Not strange then that the Church saw no urgent need to draw up a canon, that is, a list of inspired books. St. Justin Martyr, in his defense of Christianity to the Jew Trypho (Dialogue, chapter 32, cf. 68) says he will use only the Scripture that the Jews would accept - a natural move in such a dialogue.
There was an unofficial list in the Muratorian Fragment - which was found at Milan. It dates from late second century, and does give a list of books. However we see in it some early hesitations. Not mentioned are the Epistle to the Hebrews and the Epistles of James and Peter. It rejects some pseudo-Pauline letters to Laodicea, and Gnostic, Marcionite and Montanist writings in general. From this we gather that a stimulus to make a list came from the existence of heretical writings. Marcion rejected the entire Old Testament, and three Gospels, keeping part of Luke and some of St.
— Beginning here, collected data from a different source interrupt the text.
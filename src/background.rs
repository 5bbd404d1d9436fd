//! Periodic maintenance: expired bearer-token cleanup.

use std::sync::Arc;
use std::time::Duration;

use crate::auth::{AuthConfig, prune_expired_tokens};
use crate::config::TOKEN_PRUNE_INTERVAL_SECS;

/// Spawns the token-pruning loop for the lifetime of the process.
pub fn spawn_background_tasks(auth: Arc<AuthConfig>) {
    tokio::spawn(async move {
        let mut interval = tokio::time::interval(Duration::from_secs(TOKEN_PRUNE_INTERVAL_SECS));
        loop {
            interval.tick().await;
            prune_expired_tokens(&auth).await;
        }
    });
}
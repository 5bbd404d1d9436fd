//! Logging setup with environment-variable overrides.

use tracing_subscriber::{EnvFilter, layer::SubscriberExt, util::SubscriberInitExt};

/// Initializes the tracing subscriber, defaulting to `info`.
pub fn init_logging() {
    let env_filter = EnvFilter::try_from_default_env().unwrap_or_else(|_| EnvFilter::new("info"));
    tracing_subscriber::registry()
        .with(env_filter)
        .with(tracing_subscriber::fmt::layer())
        .init();
}
//! Streaming zip archives of storage subtrees.
//!
//! The archive is written incrementally to the sink, entry by entry, so
//! memory use stays bounded regardless of subtree size. Backpressure from
//! the sink suspends the writer between chunks. A read failure mid-stream
//! is terminal: the sink is dropped and the partial archive is invalid.

use async_zip::tokio::write::ZipFileWriter;
use async_zip::{Compression, ZipEntryBuilder};
use std::io;
use tokio::fs::{self, File};
use tokio::io::AsyncWrite;
use tokio_util::compat::FuturesAsyncWriteCompatExt;

use crate::storage::{Storage, StorageError};

impl Storage {
    /// Resolves `relative` and verifies it is a directory fit for
    /// archiving. A file target is [`StorageError::InvalidTarget`].
    pub async fn resolve_archive_dir(
        &self,
        relative: &str,
    ) -> Result<std::path::PathBuf, StorageError> {
        let target = self.resolve_checked(relative, false).await?;
        let metadata = fs::metadata(&target).await?;
        if !metadata.is_dir() {
            return Err(StorageError::InvalidTarget);
        }
        Ok(target)
    }
}

/// Streams a deflate-compressed zip of every regular file under `dir`
/// (recursively) into `sink`. Entry names are the paths relative to `dir`
/// with `/` separators. Hidden entries and non-regular files are skipped,
/// matching the listing rules.
pub async fn stream_zip<W>(dir: &std::path::Path, sink: W) -> Result<(), StorageError>
where
    W: AsyncWrite + Unpin,
{
    let mut writer = ZipFileWriter::with_tokio(sink);
    let mut pending = vec![dir.to_path_buf()];

    while let Some(current) = pending.pop() {
        let mut entries = fs::read_dir(&current).await?;
        while let Some(entry) = entries.next_entry().await? {
            let name = entry.file_name().to_string_lossy().to_string();
            if name.starts_with('.') {
                continue;
            }
            let file_type = entry.file_type().await?;
            if file_type.is_dir() {
                pending.push(entry.path());
            } else if file_type.is_file() {
                let entry_name = entry
                    .path()
                    .strip_prefix(dir)
                    .map_err(|_| StorageError::InvalidPath)?
                    .to_string_lossy()
                    .replace(std::path::MAIN_SEPARATOR, "/");
                let builder = ZipEntryBuilder::new(entry_name.into(), Compression::Deflate);
                let entry_writer = writer
                    .write_entry_stream(builder)
                    .await
                    .map_err(zip_error)?;
                let mut entry_writer = entry_writer.compat_write();
                let mut file = File::open(entry.path()).await?;
                tokio::io::copy(&mut file, &mut entry_writer).await?;
                entry_writer.into_inner().close().await.map_err(zip_error)?;
            }
        }
    }

    writer.close().await.map_err(zip_error)?;
    Ok(())
}

fn zip_error(err: async_zip::error::ZipError) -> StorageError {
    StorageError::Io(io::Error::other(err.to_string()))
}

#[cfg(test)]
mod tests {
    use super::stream_zip;
    use crate::storage::{Storage, StorageError};
    use std::io::{Cursor, Read};
    use tempfile::tempdir;

    fn make_storage() -> (tempfile::TempDir, Storage) {
        let temp = tempdir().expect("tempdir");
        let root = temp.path().join("storage");
        std::fs::create_dir_all(&root).expect("create storage root");
        (temp, Storage::new(root, 0))
    }

    #[tokio::test]
    async fn archive_round_trips_file_contents() {
        let (_temp, storage) = make_storage();
        std::fs::write(storage.root_path().join("a.txt"), b"alpha contents").expect("write");
        std::fs::create_dir_all(storage.root_path().join("sub")).expect("mkdir");
        std::fs::write(storage.root_path().join("sub/b.bin"), vec![7u8; 4096]).expect("write");
        std::fs::write(storage.root_path().join(".hidden"), b"never").expect("write");

        let mut sink = Cursor::new(Vec::new());
        stream_zip(storage.root_path(), &mut sink)
            .await
            .expect("stream zip");

        let mut archive = zip::ZipArchive::new(Cursor::new(sink.into_inner())).expect("open zip");
        assert_eq!(archive.len(), 2);

        let mut a = Vec::new();
        archive
            .by_name("a.txt")
            .expect("a.txt present")
            .read_to_end(&mut a)
            .expect("read a.txt");
        assert_eq!(a, b"alpha contents");

        let mut b = Vec::new();
        archive
            .by_name("sub/b.bin")
            .expect("sub/b.bin present")
            .read_to_end(&mut b)
            .expect("read b.bin");
        assert_eq!(b, vec![7u8; 4096]);

        assert!(archive.by_name(".hidden").is_err());
    }

    #[tokio::test]
    async fn resolve_archive_dir_rejects_files() {
        let (_temp, storage) = make_storage();
        std::fs::write(storage.root_path().join("plain.txt"), b"x").expect("write");

        let result = storage.resolve_archive_dir("plain.txt").await;
        assert!(matches!(result, Err(StorageError::InvalidTarget)));
    }

    #[tokio::test]
    async fn resolve_archive_dir_missing_is_not_found() {
        let (_temp, storage) = make_storage();
        let result = storage.resolve_archive_dir("ghost").await;
        assert!(matches!(result, Err(StorageError::NotFound)));
    }
}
Paul's Epistles.
While most of the books of Old and New Testament were accepted by the Church from the beginning, there were some hesitations, such as those about the so-called Deuterocanonicals, which are, in general those books that are found in the Septuagint (the ancient Greek version of the Old Testament) but not in the Hebrew Old Testament. (They include in general: Sirach, Wisdom, Baruch, 1 and 2 Maccabees, Tobit, Judith and additions to Esther and Daniel).
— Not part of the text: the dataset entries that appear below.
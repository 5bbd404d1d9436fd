//! CLI arguments and server configuration defaults.

use clap::Parser;

pub const DEFAULT_AUTH_USER: &str = "drop";
pub const DEFAULT_AUTH_PASS: &str = "drop";
pub const DEFAULT_UPLOAD_MAX_SIZE: u64 = 50 * 1024 * 1024;
pub const DEFAULT_TOKEN_TTL_SECS: u64 = 12 * 60 * 60;
pub const TOKEN_PRUNE_INTERVAL_SECS: u64 = 300;
/// Capacity of the in-process pipe between the zip writer and the HTTP
/// response; a full pipe backpressures the writer.
pub const ZIP_PIPE_BUFFER: usize = 64 * 1024;

/// CLI arguments and environment configuration for the server.
#[derive(Parser, Debug)]
#[command(name = "dropbay", version, about = "DropBay file-drop server")]
pub struct Args {
    #[arg(
        short = 's',
        long,
        env = "DROPBAY_STORAGE_DIR",
        default_value = "uploads",
        help = "Storage directory for files"
    )]
    pub storage_dir: String,
    #[arg(
        short = 'b',
        long,
        env = "DROPBAY_BIND",
        default_value = "0.0.0.0",
        help = "Bind address"
    )]
    pub host: String,
    #[arg(
        short = 'p',
        long,
        env = "DROPBAY_PORT",
        default_value_t = 5007,
        help = "HTTP port"
    )]
    pub port: u16,
    #[arg(
        long,
        env = "DROPBAY_AUTH_USER",
        default_value = DEFAULT_AUTH_USER,
        help = "Auth username for the API"
    )]
    pub auth_user: String,
    #[arg(
        long,
        env = "DROPBAY_AUTH_PASS",
        default_value = DEFAULT_AUTH_PASS,
        help = "Auth password for the API"
    )]
    pub auth_pass: String,
    #[arg(
        long,
        env = "DROPBAY_UPLOAD_MAX_SIZE",
        default_value_t = DEFAULT_UPLOAD_MAX_SIZE,
        help = "Max upload size in bytes (0 to disable)"
    )]
    pub upload_max_size: u64,
    #[arg(
        long,
        env = "DROPBAY_TOKEN_TTL_SECS",
        default_value_t = DEFAULT_TOKEN_TTL_SECS,
        help = "Bearer token expiration in seconds"
    )]
    pub token_ttl_secs: u64,
    #[arg(
        long,
        env = "DROPBAY_CORS_ORIGINS",
        help = "Comma separated CORS origins"
    )]
    pub cors_origins: Option<String>,
}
There were also other hesitations, for example, the Epistle to the Hebrews was accepted very early in the East, chiefly at Alexandria, but the west did not accept it until the fourth century. In reverse, the Apocalypse/ Revelation was accepted early in the west, only later in the East. Many fathers - chiefly: Justin, Irenaeus, Clement of Alexandria, Tertullian, Cyprian and Hippolytus believed the John who was its author was the Apostle John. Other fathers, chiefly: Denis of Alexandria, Eusebius of Caesarea, Cyril of Jerusalem, Gregory Nazianzen and John Chrysostom thought it was not the Apostle John.
St. Augustine accepted the longer canon (list - including the deuterocanonicals) and defended it in his De Doctrina Christiana 8. At the Council of Hippo, his diocese, in 393 AD the longer canon was accepted, and repeated and confirmed in the 3rd and 4th Councils of Carthage in 397 and 418. At the end of the decree was a request to Pope Boniface to confirm it. In 405 St. Exsuperius, Bishop of Toulouse, wrote to Pope Innocent I, asking him for a ruling. The Pope wrote back to him, repeating the list drawn up by the Councils. As a result there was much unanimity in the west in the 5th century, though the East was slower to accept, waiting until the 7th century.
But even in the west there was some difficulty, especially under the influence of St. Jerome, who tended to favor the shorter canon (without the deuterocanonicals). So Pope Gregory I spoke of First Macchabees as useful for edification but not canonical. Cardinal Cajetan, about a thousand years later, expressed a similar view even after the Decree for the Jacobites of the Council of Florence (1441: DS 1335).
The really final settlement came from the Council of Trent, against the errors of Luther, in 1546 (DS 1501-05). It accepted the same list as the African councils.